Dataset entries:
********
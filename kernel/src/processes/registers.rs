use crate::{
    constants::registers::{NEXT_PC_REG, NUM_GP_REGS, NUM_TOTAL_REGS, PC_REG, PREV_PC_REG, STACK_REG},
    machine::Machine,
};
use core::fmt;

/// Snapshot of the user-visible register file.
#[derive(Clone, Copy, PartialEq, Eq)]
pub struct UserRegisters {
    regs: [i32; NUM_TOTAL_REGS],
}

impl UserRegisters {
    pub const fn new() -> Self {
        Self {
            regs: [0; NUM_TOTAL_REGS],
        }
    }

    pub fn get(&self, reg: usize) -> i32 {
        self.regs[reg]
    }

    pub fn set(&mut self, reg: usize, value: i32) {
        self.regs[reg] = value;
    }

    pub fn pc(&self) -> i32 {
        self.regs[PC_REG]
    }

    pub fn next_pc(&self) -> i32 {
        self.regs[NEXT_PC_REG]
    }

    pub fn stack_pointer(&self) -> i32 {
        self.regs[STACK_REG]
    }

    /// Writes every register into `machine`.
    pub fn load_into(&self, machine: &mut dyn Machine) {
        for (reg, &value) in self.regs.iter().enumerate() {
            machine.write_register(reg, value);
        }
    }
}

impl Default for UserRegisters {
    fn default() -> Self {
        Self::new()
    }
}

impl fmt::Debug for UserRegisters {
    fn fmt(&self, f: &mut fmt::Formatter) -> fmt::Result {
        let mut ds = f.debug_struct("UserRegisters");

        ds.field("pc", &format_args!("{:#010x}", self.regs[PC_REG]))
            .field("next_pc", &format_args!("{:#010x}", self.regs[NEXT_PC_REG]))
            .field("prev_pc", &format_args!("{:#010x}", self.regs[PREV_PC_REG]))
            .field("sp", &format_args!("{:#010x}", self.regs[STACK_REG]))
            .field("gp", &&self.regs[..NUM_GP_REGS]);

        ds.finish()
    }
}
//! Kernel state shared by every trap: the frame allocator, the process table
//! and the path of the most recent launch.

use crate::{
    config::{JoinPolicy, KernelConfig},
    constants::processes::MAIN_UNIT_NAME,
    machine::{without_interrupts, Machine, TrapContext, UnitId},
    memory::{FrameAllocator, FrameBitmap},
    processes::{
        address_space::AddressSpace,
        process::{unit_entry, Pcb, ProcessState, ProcessTable},
    },
    syscalls::ExecError,
};
use alloc::string::{String, ToString};
use spin::{Mutex, Once};

pub struct Kernel {
    config: KernelConfig,
    allocator: FrameAllocator,
    processes: ProcessTable,
    last_exec_path: Mutex<Option<String>>,
    main_unit: Once<UnitId>,
}

impl Kernel {
    /// Kernel with every frame free.
    pub fn new(config: KernelConfig) -> Self {
        let bitmap = FrameBitmap::new(config.num_phys_pages);
        Self::with_bitmap(config, bitmap)
    }

    /// Kernel starting from an existing bitmap, e.g. one fetched from a backing store.
    pub fn with_bitmap(config: KernelConfig, bitmap: FrameBitmap) -> Self {
        assert_eq!(
            bitmap.total_frames(),
            config.num_phys_pages,
            "bitmap size does not match physical memory"
        );
        let allocator =
            FrameAllocator::from_bitmap(bitmap).with_first_fit_boundary(config.first_fit_boundary);
        Self {
            config,
            allocator,
            processes: ProcessTable::new(),
            last_exec_path: Mutex::new(None),
            main_unit: Once::new(),
        }
    }

    pub fn config(&self) -> &KernelConfig {
        &self.config
    }

    pub fn allocator(&self) -> &FrameAllocator {
        &self.allocator
    }

    pub fn processes(&self) -> &ProcessTable {
        &self.processes
    }

    pub fn last_exec_path(&self) -> Option<String> {
        self.last_exec_path.lock().clone()
    }

    /// Unit created by the first successful bootstrap launch.
    pub fn main_unit(&self) -> Option<UnitId> {
        self.main_unit.get().copied()
    }

    /// Bootstrap launch of a user program as a `main` unit with no parent.
    pub fn start_process(&self, path: &str, ctx: &mut TrapContext<'_>) -> Result<UnitId, ExecError> {
        let pid = self.launch(path, MAIN_UNIT_NAME, None, ctx)?;
        self.main_unit.call_once(|| pid);
        Ok(pid)
    }

    /// Opens `path`, builds its address space and hands a new unit to the
    /// scheduler.
    pub(crate) fn launch(
        &self,
        path: &str,
        name: &str,
        parent: Option<UnitId>,
        ctx: &mut TrapContext<'_>,
    ) -> Result<UnitId, ExecError> {
        let mut executable = ctx.files.open(path).map_err(|source| ExecError::Open {
            path: path.to_string(),
            source,
        })?;

        self.allocator
            .with_bitmap(|bitmap| log::debug!("memory map before load: {}", bitmap));
        let space = AddressSpace::build(
            executable.as_mut(),
            &self.allocator,
            ctx.machine.main_memory(),
            &self.config,
        )
        .map_err(|source| ExecError::Load {
            path: path.to_string(),
            source,
        })?;
        drop(executable);

        let pid = self.processes.allocate_pid();
        log::info!(
            "launching {} as unit {} ({}) in frames {:?}",
            path,
            pid,
            name,
            space.frames().frames()
        );
        let pcb = self.processes.insert(Pcb::new(
            pid,
            parent,
            name.to_string(),
            path.to_string(),
            space,
        ));
        pcb.set_state(ProcessState::Ready);
        *self.last_exec_path.lock() = Some(path.to_string());

        let entry = unit_entry(pcb);
        let scheduler = &mut *ctx.scheduler;
        without_interrupts(&mut *ctx.interrupt, || scheduler.fork(pid, name, entry));

        Ok(pid)
    }

    /// Marks `pid` exited with `status` and returns its frames.
    ///
    /// The entry stays in the table only while a `Join` can still collect it:
    /// under [`JoinPolicy::WaitForExit`] that is as long as its parent is
    /// alive. Exited children of `pid` are dropped with it.
    pub fn terminate(&self, pid: UnitId, status: i32) -> bool {
        let pcb = match self.processes.get(pid) {
            Some(pcb) => pcb,
            None => return false,
        };
        if !pcb.terminate(status, &self.allocator) {
            return false;
        }

        let orphans = self.processes.remove_exited_children(pid);
        if orphans > 0 {
            log::debug!("dropped {} unjoined children of unit {}", orphans, pid);
        }
        if !self.joinable(&pcb) {
            self.processes.remove(pid);
        }
        self.processes.log_process_table();
        true
    }

    fn joinable(&self, pcb: &Pcb) -> bool {
        match self.config.join_policy {
            JoinPolicy::RelaunchLastPath => false,
            JoinPolicy::WaitForExit => pcb
                .parent
                .and_then(|parent| self.processes.get(parent))
                .is_some_and(|parent| parent.exit_status().is_none()),
        }
    }

    /// Context-switch hook for the scheduler: save `from`'s state and install `to`'s.
    pub fn switch_to(&self, from: Option<UnitId>, to: UnitId, machine: &mut dyn Machine) {
        if let Some(pcb) = from.and_then(|pid| self.processes.get(pid)) {
            pcb.with_space(|space| space.save_state(machine));
        }
        if let Some(pcb) = self.processes.get(to) {
            pcb.with_space(|space| space.restore_state(machine));
        }
    }
}

#[cfg(test)]
mod tests {
    use super::*;
    use crate::testing::{executable, Harness};

    fn two_units() -> (Kernel, Harness, UnitId, UnitId) {
        let config = KernelConfig::default();
        let mut harness = Harness::new(&config);
        harness
            .files
            .insert("prog", executable(&[1; 100], &[2; 50], 30).contents().to_vec());
        let kernel = Kernel::new(config);
        let a = kernel.start_process("prog", &mut harness.ctx()).unwrap();
        let b = kernel.start_process("prog", &mut harness.ctx()).unwrap();
        (kernel, harness, a, b)
    }

    #[test]
    fn test_switch_installs_incoming_translation() {
        let (kernel, mut harness, a, b) = two_units();

        kernel.switch_to(None, a, &mut harness.machine);
        assert_eq!(harness.machine.translation.len(), 10);
        assert_eq!(harness.machine.translation[0].physical_page, 0);

        kernel.switch_to(Some(a), b, &mut harness.machine);
        assert_eq!(harness.machine.translation.len(), 10);
        let frames: alloc::vec::Vec<usize> = harness
            .machine
            .translation
            .iter()
            .map(|entry| entry.physical_page)
            .collect();
        assert_eq!(frames, (10..20).collect::<alloc::vec::Vec<_>>());
    }

    #[test]
    fn test_switch_to_unknown_unit_keeps_translation() {
        let (kernel, mut harness, a, _) = two_units();
        kernel.switch_to(None, a, &mut harness.machine);
        let before = harness.machine.translation.clone();

        kernel.switch_to(Some(a), 99, &mut harness.machine);
        assert_eq!(harness.machine.translation, before);
    }

    #[test]
    fn test_only_first_bootstrap_is_main() {
        let (kernel, _, a, b) = two_units();
        assert_ne!(a, b);
        assert_eq!(kernel.main_unit(), Some(a));
    }
}
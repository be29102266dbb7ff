use crate::{
    machine::{Machine, UnitEntry, UnitId},
    memory::FrameAllocator,
    processes::address_space::AddressSpace,
};
use alloc::{collections::BTreeMap, string::String, sync::Arc};
use core::sync::atomic::{AtomicU32, Ordering};
use spin::{Mutex, Once, RwLock};

#[derive(Debug, Clone, Copy, PartialEq, Eq)]
pub enum ProcessState {
    New,
    Ready,
    Running,
    Blocked,
    Terminated,
}

/// Per-unit bookkeeping: the unit's address space and its exit signal.
#[derive(Debug)]
pub struct Pcb {
    pub pid: UnitId,
    /// Unit that launched this one; `None` for the bootstrap unit.
    pub parent: Option<UnitId>,
    pub name: String,
    pub path: String,
    state: Mutex<ProcessState>,
    space: Mutex<Option<AddressSpace>>,
    exit_status: Once<i32>,
}

impl Pcb {
    pub fn new(
        pid: UnitId,
        parent: Option<UnitId>,
        name: String,
        path: String,
        space: AddressSpace,
    ) -> Self {
        Self {
            pid,
            parent,
            name,
            path,
            state: Mutex::new(ProcessState::New),
            space: Mutex::new(Some(space)),
            exit_status: Once::new(),
        }
    }

    pub fn state(&self) -> ProcessState {
        *self.state.lock()
    }

    pub fn set_state(&self, state: ProcessState) {
        *self.state.lock() = state;
    }

    /// Status passed to `Exit`, once the unit has exited.
    pub fn exit_status(&self) -> Option<i32> {
        self.exit_status.get().copied()
    }

    pub fn has_space(&self) -> bool {
        self.space.lock().is_some()
    }

    /// Runs `f` against the address space, if the unit still has one.
    pub fn with_space<F, R>(&self, f: F) -> Option<R>
    where
        F: FnOnce(&mut AddressSpace) -> R,
    {
        self.space.lock().as_mut().map(f)
    }

    /// Records the exit status and returns the unit's frames. Only the first
    /// call has any effect; returns whether this call was it.
    pub fn terminate(&self, status: i32, allocator: &FrameAllocator) -> bool {
        let mut first = false;
        self.exit_status.call_once(|| {
            first = true;
            status
        });
        if !first {
            return false;
        }

        if let Some(space) = self.space.lock().take() {
            space.release(allocator);
        }
        self.set_state(ProcessState::Terminated);
        true
    }
}

/// Entry routine handed to the scheduler: install the unit's registers and
/// translation, then resume user execution.
pub fn unit_entry(pcb: Arc<Pcb>) -> UnitEntry {
    alloc::boxed::Box::new(move |machine: &mut dyn Machine| {
        let started = pcb.with_space(|space| {
            space.init_registers(machine);
            space.restore_state(machine);
        });
        if started.is_none() {
            log::warn!("unit {} ({}) has no address space, not starting", pcb.name, pcb.pid);
            return;
        }

        pcb.set_state(ProcessState::Running);
        machine.run();
    })
}

/// All live and exited-but-unjoined units.
#[derive(Debug)]
pub struct ProcessTable {
    table: RwLock<BTreeMap<UnitId, Arc<Pcb>>>,
    next_pid: AtomicU32,
}

impl Default for ProcessTable {
    fn default() -> Self {
        Self::new()
    }
}

impl ProcessTable {
    pub fn new() -> Self {
        Self {
            table: RwLock::new(BTreeMap::new()),
            next_pid: AtomicU32::new(1),
        }
    }

    pub fn allocate_pid(&self) -> UnitId {
        self.next_pid.fetch_add(1, Ordering::SeqCst)
    }

    pub fn insert(&self, pcb: Pcb) -> Arc<Pcb> {
        let pcb = Arc::new(pcb);
        self.table.write().insert(pcb.pid, Arc::clone(&pcb));
        pcb
    }

    pub fn get(&self, pid: UnitId) -> Option<Arc<Pcb>> {
        self.table.read().get(&pid).cloned()
    }

    pub fn remove(&self, pid: UnitId) -> Option<Arc<Pcb>> {
        self.table.write().remove(&pid)
    }

    /// Drops the exited children of `parent`; nobody is left to join them.
    /// Returns how many entries went.
    pub fn remove_exited_children(&self, parent: UnitId) -> usize {
        let mut table = self.table.write();
        let before = table.len();
        table.retain(|_, pcb| pcb.parent != Some(parent) || pcb.exit_status().is_none());
        before - table.len()
    }

    pub fn len(&self) -> usize {
        self.table.read().len()
    }

    pub fn is_empty(&self) -> bool {
        self.table.read().is_empty()
    }

    pub fn log_process_table(&self) {
        let table = self.table.read();
        log::debug!("process table: {} entries", table.len());
        for (pid, pcb) in table.iter() {
            log::debug!(
                "  PID {}: {} ({}), state {:?}, exit {:?}",
                pid,
                pcb.name,
                pcb.path,
                pcb.state(),
                pcb.exit_status()
            );
        }
    }
}

#[cfg(test)]
mod tests {
    use super::*;
    use crate::{
        config::KernelConfig,
        testing::{executable, MockMachine},
    };
    use alloc::{string::ToString, vec};

    fn pcb(allocator: &FrameAllocator, pid: UnitId, parent: Option<UnitId>) -> Pcb {
        let config = KernelConfig::default();
        let mut memory = vec![0; config.memory_size()];
        let mut file = executable(&[7; 16], &[], 0);
        let space = AddressSpace::build(&mut file, allocator, &mut memory, &config).unwrap();
        Pcb::new(pid, parent, "unit".to_string(), "prog".to_string(), space)
    }

    #[test]
    fn test_terminate_releases_frames_once() {
        let allocator = FrameAllocator::new(32);
        let pcb = pcb(&allocator, 1, None);
        assert_eq!(allocator.count_free(), 32 - 9);

        assert!(pcb.terminate(3, &allocator));
        assert_eq!(pcb.exit_status(), Some(3));
        assert_eq!(pcb.state(), ProcessState::Terminated);
        assert_eq!(allocator.count_free(), 32);
        assert!(!pcb.has_space());

        assert!(!pcb.terminate(4, &allocator));
        assert_eq!(pcb.exit_status(), Some(3));
    }

    #[test]
    fn test_table_insert_get_remove() {
        let allocator = FrameAllocator::new(32);
        let table = ProcessTable::new();
        let pid = table.allocate_pid();
        assert_eq!(pid, 1);
        assert_eq!(table.allocate_pid(), 2);

        table.insert(pcb(&allocator, pid, None));
        assert_eq!(table.get(pid).map(|p| p.pid), Some(pid));
        assert_eq!(table.len(), 1);
        assert!(table.remove(pid).is_some());
        assert!(table.get(pid).is_none());
        assert!(table.is_empty());
    }

    #[test]
    fn test_remove_exited_children() {
        let allocator = FrameAllocator::new(32);
        let table = ProcessTable::new();
        let exited = table.insert(pcb(&allocator, 2, Some(1)));
        table.insert(pcb(&allocator, 3, Some(1)));
        table.insert(pcb(&allocator, 1, None)).terminate(0, &allocator);
        exited.terminate(5, &allocator);

        assert_eq!(table.remove_exited_children(1), 1);
        assert!(table.get(2).is_none());
        // still running, and the exited parent itself is not its own child
        assert!(table.get(3).is_some());
        assert!(table.get(1).is_some());
        table.log_process_table();
    }

    #[test]
    fn test_entry_installs_space_and_runs() {
        let allocator = FrameAllocator::new(32);
        let pcb = Arc::new(pcb(&allocator, 5, None));
        let mut machine = MockMachine::new(&KernelConfig::default());

        unit_entry(Arc::clone(&pcb))(&mut machine);

        assert_eq!(pcb.state(), ProcessState::Running);
        assert_eq!(machine.runs, 1);
        assert_eq!(machine.translation.len(), 9);
        assert_eq!(machine.read_register(crate::constants::registers::PC_REG), 0);
    }
}
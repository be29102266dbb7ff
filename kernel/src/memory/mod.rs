//! Physical frame bookkeeping.

pub mod bitmap_frame_allocator;
pub mod frame_allocator;
pub mod placement;

pub use bitmap_frame_allocator::FrameBitmap;
pub use frame_allocator::{FrameAllocator, FrameRange, ReserveError};
pub use placement::PlacementStrategy;
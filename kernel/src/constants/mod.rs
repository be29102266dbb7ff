//! System-wide constants describing the simulated machine.

pub mod memory;
pub mod processes;
pub mod registers;
pub mod syscalls;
********
EXERCISE DETAILS
Begin at the line above that has "let mut memory" and stop after the line that has "let pcb = pcb(&allocator, 1, None);", copying each line exactly and adding nothing else.

WRITTEN RESPONSE
        let mut memory = vec![0; config.memory_size()];
        let mut file = executable(&[7; 16], &[], 0);
        let space = AddressSpace::build(&mut file, allocator, &mut memory, &config).unwrap();
        Pcb::new(pid, parent, "unit".to_string(), "prog".to_string(), space)
    }

    #[test]
    fn test_terminate_releases_frames_once() {
        let allocator = FrameAllocator::new(32);
        let pcb = pcb(&allocator, 1, None);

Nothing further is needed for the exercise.